INFORMATION PROVIDED>
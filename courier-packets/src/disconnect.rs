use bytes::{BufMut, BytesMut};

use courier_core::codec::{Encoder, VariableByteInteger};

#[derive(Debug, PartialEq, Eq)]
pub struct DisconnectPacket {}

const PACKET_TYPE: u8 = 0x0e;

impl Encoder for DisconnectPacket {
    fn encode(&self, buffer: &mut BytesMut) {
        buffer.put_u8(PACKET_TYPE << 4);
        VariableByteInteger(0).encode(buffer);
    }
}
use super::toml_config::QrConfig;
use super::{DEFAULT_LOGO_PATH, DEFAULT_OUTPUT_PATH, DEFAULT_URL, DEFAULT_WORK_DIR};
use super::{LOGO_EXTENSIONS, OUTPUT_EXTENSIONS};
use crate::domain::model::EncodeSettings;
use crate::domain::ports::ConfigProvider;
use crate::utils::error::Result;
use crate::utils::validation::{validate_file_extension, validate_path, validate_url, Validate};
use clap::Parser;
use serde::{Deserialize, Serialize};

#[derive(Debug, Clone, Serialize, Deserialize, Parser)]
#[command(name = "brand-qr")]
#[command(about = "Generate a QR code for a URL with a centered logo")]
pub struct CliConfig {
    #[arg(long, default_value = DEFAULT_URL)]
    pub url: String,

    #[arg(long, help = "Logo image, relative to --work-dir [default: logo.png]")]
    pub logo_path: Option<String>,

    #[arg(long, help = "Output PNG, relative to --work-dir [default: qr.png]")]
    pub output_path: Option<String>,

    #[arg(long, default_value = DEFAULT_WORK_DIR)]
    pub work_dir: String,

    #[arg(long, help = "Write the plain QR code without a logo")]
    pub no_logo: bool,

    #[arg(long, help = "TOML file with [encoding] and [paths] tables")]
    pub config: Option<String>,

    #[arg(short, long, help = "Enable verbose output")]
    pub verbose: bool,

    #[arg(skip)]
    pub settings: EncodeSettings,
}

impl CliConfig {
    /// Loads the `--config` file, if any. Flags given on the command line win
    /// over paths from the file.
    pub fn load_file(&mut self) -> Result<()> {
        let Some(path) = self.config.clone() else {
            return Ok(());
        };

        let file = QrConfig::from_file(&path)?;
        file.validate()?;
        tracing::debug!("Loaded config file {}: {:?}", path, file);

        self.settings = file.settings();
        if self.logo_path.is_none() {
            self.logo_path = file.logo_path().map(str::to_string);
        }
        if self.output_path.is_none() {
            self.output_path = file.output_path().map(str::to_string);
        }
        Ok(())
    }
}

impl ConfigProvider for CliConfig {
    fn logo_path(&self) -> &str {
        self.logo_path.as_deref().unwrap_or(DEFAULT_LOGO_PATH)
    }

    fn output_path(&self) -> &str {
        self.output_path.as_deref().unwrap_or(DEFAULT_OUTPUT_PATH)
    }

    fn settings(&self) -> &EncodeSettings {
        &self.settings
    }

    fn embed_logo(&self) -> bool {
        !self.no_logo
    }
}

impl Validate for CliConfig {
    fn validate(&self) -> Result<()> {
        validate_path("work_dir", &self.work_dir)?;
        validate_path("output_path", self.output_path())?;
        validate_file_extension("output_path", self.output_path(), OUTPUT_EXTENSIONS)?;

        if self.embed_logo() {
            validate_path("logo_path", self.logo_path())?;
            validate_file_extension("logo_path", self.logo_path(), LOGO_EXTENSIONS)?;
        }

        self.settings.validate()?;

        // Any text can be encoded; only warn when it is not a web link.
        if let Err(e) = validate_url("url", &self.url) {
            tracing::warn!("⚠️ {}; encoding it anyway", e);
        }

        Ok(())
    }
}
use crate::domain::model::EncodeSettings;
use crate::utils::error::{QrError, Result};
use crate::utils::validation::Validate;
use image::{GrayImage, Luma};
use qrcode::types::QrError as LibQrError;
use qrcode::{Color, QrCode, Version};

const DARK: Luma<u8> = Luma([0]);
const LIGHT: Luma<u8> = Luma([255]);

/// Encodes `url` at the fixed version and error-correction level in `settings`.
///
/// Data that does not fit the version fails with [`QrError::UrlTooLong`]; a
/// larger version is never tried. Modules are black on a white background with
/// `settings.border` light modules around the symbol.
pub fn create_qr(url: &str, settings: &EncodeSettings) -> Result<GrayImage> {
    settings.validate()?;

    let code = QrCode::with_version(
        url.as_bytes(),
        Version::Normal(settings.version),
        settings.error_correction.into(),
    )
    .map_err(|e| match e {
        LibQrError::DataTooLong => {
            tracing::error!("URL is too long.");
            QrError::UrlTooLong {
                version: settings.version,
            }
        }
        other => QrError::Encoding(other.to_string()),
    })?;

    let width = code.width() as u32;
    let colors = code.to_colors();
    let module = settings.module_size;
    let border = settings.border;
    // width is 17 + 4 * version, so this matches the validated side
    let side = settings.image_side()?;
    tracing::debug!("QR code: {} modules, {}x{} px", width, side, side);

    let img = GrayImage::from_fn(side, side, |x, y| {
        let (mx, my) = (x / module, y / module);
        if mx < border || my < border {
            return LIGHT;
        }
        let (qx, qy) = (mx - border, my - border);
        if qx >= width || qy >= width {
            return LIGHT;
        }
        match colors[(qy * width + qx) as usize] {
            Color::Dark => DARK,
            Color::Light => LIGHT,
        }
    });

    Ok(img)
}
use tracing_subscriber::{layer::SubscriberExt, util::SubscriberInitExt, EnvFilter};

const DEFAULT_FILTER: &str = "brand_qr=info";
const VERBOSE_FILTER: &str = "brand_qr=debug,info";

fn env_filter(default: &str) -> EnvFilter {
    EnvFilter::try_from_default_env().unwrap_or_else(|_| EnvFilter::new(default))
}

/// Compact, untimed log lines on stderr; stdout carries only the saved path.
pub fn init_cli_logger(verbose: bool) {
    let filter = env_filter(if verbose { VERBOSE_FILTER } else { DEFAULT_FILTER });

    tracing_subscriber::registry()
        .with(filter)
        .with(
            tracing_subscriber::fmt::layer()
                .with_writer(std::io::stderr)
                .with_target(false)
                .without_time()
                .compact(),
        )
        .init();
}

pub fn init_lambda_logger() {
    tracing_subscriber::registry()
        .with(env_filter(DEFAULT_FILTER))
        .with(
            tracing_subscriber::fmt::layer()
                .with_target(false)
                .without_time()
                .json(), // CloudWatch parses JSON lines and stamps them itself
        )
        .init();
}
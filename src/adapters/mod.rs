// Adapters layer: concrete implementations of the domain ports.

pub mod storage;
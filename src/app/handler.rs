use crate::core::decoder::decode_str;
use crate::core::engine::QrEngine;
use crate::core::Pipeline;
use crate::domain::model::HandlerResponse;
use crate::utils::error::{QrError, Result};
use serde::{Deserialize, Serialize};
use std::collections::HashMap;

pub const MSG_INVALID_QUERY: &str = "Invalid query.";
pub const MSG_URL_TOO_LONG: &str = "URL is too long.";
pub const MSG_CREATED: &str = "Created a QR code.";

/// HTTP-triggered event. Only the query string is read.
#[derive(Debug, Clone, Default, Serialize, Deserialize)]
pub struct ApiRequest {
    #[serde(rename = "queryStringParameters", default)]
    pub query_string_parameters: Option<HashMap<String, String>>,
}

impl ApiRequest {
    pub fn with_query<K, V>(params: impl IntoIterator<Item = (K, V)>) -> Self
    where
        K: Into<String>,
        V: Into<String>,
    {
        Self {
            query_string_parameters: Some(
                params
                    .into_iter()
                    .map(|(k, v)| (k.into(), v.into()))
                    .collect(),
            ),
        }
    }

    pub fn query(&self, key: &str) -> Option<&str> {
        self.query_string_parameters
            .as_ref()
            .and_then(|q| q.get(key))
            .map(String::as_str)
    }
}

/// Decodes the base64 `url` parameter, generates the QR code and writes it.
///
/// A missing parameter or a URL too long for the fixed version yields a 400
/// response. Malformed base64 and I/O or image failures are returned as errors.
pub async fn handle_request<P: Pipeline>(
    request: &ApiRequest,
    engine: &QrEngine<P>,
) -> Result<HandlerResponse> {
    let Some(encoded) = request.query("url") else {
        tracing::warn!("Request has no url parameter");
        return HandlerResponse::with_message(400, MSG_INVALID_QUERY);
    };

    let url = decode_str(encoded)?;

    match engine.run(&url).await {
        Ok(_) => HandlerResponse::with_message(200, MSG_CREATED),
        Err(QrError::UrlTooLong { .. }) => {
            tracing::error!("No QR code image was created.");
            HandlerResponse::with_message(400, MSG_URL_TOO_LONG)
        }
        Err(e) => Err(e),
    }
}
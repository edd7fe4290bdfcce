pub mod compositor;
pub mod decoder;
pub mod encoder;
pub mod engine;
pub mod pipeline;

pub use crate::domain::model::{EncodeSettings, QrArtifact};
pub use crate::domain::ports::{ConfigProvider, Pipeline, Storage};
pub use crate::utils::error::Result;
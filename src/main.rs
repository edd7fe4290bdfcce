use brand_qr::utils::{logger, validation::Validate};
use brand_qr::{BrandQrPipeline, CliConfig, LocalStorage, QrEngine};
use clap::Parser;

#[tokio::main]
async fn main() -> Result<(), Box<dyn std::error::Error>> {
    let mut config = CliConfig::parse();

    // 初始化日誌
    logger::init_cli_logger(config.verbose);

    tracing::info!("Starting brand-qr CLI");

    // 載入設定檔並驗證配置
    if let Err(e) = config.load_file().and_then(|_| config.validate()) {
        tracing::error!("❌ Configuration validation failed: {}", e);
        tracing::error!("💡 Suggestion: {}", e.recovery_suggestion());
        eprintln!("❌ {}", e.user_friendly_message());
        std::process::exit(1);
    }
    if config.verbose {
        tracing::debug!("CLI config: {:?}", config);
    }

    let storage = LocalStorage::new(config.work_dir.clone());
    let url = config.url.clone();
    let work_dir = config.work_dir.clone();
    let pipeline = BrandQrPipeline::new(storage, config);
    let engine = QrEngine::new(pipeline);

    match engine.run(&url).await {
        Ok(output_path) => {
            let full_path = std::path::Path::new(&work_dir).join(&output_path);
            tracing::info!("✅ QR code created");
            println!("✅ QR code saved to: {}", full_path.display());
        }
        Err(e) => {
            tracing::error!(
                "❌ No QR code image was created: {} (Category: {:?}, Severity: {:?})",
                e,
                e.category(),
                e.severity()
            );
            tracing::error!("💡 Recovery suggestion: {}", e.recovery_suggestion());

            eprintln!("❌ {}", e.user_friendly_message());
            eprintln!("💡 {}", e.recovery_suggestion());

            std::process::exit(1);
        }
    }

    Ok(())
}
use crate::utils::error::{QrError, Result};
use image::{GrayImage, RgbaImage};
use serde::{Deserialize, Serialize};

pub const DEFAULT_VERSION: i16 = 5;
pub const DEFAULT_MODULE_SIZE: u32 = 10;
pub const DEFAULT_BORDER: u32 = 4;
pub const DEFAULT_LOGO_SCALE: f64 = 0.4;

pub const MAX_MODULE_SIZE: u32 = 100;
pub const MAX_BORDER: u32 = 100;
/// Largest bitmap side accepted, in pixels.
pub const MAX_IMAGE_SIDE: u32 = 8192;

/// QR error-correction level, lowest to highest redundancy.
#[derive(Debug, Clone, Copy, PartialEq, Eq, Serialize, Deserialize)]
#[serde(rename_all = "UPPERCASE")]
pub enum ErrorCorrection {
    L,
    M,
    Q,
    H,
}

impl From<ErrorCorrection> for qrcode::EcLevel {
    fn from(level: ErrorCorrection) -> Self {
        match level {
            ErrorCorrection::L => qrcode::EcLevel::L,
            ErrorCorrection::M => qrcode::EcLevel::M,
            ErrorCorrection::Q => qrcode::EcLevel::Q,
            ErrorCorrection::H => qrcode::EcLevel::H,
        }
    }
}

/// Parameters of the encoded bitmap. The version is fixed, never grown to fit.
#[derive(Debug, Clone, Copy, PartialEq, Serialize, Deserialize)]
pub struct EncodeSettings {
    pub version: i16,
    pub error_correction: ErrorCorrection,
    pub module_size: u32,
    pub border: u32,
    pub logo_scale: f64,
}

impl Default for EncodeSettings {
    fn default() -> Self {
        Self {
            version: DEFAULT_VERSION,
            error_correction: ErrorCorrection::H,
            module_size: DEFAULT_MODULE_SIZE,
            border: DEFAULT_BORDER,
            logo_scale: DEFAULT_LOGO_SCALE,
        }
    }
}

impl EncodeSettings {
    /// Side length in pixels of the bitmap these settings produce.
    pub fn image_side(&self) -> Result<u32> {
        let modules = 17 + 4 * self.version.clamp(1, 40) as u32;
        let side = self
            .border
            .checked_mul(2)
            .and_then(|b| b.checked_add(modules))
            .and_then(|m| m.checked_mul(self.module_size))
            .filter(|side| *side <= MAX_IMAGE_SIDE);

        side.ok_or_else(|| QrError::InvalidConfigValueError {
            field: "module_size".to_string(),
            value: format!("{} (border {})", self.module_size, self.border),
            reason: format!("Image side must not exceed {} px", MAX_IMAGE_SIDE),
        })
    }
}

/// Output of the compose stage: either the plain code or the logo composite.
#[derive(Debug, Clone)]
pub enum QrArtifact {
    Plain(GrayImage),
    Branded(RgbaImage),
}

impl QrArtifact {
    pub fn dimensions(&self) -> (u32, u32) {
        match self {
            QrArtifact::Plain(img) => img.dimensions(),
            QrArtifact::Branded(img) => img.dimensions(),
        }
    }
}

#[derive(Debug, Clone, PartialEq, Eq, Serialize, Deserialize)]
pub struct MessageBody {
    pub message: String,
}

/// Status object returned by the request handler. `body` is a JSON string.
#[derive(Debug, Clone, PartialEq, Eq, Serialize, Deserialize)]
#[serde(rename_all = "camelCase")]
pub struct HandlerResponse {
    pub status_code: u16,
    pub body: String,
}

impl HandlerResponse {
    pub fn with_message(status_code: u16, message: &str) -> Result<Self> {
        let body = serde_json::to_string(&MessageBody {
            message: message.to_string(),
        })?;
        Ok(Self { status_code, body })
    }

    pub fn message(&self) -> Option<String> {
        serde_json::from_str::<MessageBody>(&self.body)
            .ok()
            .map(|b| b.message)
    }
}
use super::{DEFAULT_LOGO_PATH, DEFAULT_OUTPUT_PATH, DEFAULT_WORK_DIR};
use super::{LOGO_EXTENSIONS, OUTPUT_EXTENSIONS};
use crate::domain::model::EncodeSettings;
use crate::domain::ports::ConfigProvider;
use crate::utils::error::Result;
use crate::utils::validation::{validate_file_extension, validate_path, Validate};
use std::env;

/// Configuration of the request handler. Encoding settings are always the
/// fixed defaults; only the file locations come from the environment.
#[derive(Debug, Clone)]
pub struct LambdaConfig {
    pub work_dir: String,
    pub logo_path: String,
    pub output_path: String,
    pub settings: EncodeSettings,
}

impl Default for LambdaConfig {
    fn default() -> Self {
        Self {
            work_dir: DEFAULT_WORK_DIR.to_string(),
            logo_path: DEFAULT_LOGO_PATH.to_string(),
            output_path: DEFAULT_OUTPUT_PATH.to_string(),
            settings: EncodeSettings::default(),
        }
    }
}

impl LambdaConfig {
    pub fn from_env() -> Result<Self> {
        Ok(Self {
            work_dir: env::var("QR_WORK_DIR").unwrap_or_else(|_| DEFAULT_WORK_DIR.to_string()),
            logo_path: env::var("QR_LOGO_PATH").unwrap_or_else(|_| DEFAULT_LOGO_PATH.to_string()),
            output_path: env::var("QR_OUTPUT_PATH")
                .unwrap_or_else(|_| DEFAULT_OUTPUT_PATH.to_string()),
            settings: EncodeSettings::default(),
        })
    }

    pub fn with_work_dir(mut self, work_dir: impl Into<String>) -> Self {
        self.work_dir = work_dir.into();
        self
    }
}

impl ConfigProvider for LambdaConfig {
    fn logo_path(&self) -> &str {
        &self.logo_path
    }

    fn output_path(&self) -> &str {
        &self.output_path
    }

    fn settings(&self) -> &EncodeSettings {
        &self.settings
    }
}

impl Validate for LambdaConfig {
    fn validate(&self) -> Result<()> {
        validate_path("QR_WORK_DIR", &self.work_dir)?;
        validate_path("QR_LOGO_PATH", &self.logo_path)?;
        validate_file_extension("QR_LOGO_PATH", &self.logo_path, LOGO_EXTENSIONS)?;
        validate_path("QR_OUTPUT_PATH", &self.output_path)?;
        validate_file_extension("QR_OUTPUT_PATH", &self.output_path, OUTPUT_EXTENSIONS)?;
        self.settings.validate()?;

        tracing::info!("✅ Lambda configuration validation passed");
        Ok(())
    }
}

TASK GOAL> From the entries above, pull out each line that includes "utils".

ANSWER TO THIS TASK>
use crate::utils::error::Result;
use crate::utils::validation::{validate_file_extension, validate_path, validate_url, Validate};
use crate::utils::error::{QrError, Result};
use crate::utils::validation::Validate;
use crate::utils::error::{QrError, Result};
pub use crate::utils::error::Result;
use brand_qr::utils::{logger, validation::Validate};
use crate::utils::error::{QrError, Result};
use crate::utils::error::Result;
use crate::utils::validation::{validate_file_extension, validate_path, Validate};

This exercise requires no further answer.